DESCRIPTION OF THE TASK: Your answer should consist of every line in the records that holds "ServiceBuilder".

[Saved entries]
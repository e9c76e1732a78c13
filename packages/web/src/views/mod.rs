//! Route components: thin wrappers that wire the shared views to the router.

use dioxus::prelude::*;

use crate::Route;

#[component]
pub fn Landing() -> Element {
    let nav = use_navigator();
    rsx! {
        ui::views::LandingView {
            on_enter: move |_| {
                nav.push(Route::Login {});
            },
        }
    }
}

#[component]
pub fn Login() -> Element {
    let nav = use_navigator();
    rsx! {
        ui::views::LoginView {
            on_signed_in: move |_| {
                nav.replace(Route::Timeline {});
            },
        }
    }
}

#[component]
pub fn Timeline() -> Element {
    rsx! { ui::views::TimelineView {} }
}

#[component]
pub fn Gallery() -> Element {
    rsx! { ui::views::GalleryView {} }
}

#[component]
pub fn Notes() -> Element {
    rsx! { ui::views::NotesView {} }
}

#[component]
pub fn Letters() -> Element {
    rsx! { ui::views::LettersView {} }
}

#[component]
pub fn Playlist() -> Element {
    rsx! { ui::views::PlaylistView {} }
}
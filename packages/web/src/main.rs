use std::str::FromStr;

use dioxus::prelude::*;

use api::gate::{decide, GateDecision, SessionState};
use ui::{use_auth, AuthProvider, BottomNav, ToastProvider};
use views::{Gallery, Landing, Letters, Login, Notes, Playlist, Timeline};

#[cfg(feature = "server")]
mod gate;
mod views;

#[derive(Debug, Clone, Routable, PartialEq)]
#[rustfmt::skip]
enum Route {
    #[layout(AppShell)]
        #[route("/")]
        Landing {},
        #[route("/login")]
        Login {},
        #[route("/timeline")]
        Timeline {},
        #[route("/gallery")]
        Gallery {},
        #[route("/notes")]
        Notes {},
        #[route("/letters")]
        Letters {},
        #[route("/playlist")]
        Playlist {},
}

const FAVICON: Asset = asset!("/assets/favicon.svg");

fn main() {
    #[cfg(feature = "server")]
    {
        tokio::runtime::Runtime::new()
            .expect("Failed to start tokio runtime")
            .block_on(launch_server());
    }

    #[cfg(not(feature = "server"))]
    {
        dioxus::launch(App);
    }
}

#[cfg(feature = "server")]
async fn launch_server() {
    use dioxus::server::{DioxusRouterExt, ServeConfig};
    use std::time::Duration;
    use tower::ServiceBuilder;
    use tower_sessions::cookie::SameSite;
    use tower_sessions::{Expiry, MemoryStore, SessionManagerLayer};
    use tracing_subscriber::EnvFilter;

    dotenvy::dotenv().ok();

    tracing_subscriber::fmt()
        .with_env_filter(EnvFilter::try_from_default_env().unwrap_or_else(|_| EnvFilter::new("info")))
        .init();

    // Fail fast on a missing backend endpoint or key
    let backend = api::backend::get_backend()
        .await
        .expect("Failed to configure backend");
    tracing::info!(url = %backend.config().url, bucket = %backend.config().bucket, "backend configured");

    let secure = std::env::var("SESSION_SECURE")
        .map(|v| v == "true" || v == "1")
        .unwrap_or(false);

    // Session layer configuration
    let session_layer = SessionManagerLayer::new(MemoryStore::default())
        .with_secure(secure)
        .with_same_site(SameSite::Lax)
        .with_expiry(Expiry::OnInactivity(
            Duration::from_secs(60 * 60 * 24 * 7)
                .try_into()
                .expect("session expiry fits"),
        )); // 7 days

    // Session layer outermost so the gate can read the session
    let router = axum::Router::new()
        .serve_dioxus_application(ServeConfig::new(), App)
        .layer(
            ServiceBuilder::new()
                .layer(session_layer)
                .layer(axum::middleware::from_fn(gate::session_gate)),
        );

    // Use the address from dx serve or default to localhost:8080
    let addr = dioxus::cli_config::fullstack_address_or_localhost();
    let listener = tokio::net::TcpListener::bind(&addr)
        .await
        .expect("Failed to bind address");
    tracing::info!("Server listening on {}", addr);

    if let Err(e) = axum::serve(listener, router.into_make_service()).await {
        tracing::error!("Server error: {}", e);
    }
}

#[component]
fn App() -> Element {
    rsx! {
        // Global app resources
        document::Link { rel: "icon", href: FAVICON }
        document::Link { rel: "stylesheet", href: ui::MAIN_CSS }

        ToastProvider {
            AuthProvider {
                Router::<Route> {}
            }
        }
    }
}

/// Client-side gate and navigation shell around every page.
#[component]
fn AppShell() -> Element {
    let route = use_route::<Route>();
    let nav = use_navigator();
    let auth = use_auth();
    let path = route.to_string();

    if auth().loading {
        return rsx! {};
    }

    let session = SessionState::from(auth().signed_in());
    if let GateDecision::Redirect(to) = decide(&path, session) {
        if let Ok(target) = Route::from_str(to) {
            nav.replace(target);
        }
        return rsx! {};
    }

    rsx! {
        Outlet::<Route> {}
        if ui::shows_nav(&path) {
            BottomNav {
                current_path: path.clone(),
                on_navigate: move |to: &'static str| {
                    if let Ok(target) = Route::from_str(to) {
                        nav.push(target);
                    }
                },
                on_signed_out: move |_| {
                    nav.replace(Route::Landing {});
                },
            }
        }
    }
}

YOUR SOLUTION:
    use tower::ServiceBuilder;
            ServiceBuilder::new()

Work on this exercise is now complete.